** Opening Provided entries block **
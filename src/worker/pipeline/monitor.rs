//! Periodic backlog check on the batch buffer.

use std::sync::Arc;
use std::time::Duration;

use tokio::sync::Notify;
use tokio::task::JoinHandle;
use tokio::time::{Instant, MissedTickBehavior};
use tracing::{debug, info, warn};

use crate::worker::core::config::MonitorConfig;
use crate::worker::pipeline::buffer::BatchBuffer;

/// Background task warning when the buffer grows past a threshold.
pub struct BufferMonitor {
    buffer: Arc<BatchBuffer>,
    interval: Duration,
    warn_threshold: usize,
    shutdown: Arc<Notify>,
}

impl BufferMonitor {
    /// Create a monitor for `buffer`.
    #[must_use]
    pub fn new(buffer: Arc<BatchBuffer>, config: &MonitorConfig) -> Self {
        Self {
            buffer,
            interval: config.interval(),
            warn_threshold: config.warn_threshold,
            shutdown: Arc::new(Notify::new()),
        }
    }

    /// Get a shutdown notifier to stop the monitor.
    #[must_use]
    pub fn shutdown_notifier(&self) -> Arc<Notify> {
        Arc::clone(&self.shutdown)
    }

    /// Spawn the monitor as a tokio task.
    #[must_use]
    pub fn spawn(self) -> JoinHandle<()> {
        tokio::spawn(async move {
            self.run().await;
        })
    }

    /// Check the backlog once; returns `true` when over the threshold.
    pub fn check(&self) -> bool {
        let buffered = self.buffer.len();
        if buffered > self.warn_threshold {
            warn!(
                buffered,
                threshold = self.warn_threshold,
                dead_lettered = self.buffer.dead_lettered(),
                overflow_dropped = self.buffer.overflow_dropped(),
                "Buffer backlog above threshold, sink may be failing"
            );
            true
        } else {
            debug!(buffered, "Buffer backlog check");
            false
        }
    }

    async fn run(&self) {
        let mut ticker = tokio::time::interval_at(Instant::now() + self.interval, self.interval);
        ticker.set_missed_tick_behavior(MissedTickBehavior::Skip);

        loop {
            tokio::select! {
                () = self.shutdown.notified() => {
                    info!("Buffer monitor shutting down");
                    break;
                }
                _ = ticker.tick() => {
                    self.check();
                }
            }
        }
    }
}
** Closing Provided entries block **
** Opening Provided entries block **
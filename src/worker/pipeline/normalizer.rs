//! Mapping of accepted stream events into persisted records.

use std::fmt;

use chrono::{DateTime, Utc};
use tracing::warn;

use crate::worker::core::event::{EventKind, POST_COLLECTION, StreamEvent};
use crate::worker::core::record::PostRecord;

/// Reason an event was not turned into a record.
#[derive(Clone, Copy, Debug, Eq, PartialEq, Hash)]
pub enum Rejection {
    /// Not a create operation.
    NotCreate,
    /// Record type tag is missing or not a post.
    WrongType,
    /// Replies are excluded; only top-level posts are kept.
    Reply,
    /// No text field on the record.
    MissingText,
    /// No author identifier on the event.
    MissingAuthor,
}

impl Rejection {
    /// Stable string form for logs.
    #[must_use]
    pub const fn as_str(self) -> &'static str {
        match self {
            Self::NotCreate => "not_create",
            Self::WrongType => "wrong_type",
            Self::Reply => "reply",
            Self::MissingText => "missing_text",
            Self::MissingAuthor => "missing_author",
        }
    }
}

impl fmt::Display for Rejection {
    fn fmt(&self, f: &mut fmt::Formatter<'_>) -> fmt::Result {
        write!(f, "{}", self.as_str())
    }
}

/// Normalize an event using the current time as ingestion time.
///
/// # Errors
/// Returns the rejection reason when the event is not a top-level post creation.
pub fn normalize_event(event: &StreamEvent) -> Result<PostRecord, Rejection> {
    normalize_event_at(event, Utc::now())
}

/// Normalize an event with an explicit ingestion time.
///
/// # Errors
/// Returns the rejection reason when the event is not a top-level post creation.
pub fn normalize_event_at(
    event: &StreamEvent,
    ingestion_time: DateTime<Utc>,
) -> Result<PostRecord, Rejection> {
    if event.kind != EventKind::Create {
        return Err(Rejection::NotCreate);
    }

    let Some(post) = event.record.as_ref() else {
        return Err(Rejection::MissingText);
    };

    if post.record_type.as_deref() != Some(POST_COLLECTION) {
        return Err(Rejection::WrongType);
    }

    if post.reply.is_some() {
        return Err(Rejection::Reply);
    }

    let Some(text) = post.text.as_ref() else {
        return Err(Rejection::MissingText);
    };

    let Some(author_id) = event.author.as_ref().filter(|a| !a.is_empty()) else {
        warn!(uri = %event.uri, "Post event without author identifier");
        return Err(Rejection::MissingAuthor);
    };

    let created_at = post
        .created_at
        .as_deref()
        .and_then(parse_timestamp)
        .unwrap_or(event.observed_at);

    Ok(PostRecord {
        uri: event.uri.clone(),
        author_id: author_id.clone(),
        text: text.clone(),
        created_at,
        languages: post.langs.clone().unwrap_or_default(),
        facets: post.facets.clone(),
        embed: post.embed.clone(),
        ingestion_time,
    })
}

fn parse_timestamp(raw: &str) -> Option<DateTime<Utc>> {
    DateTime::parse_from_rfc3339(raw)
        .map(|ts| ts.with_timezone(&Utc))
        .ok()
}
** Closing Provided entries block **
Assigned task. Work out how many lines of the records contain the word "MonitorConfig". Give that number and nothing more.

Completed task. 2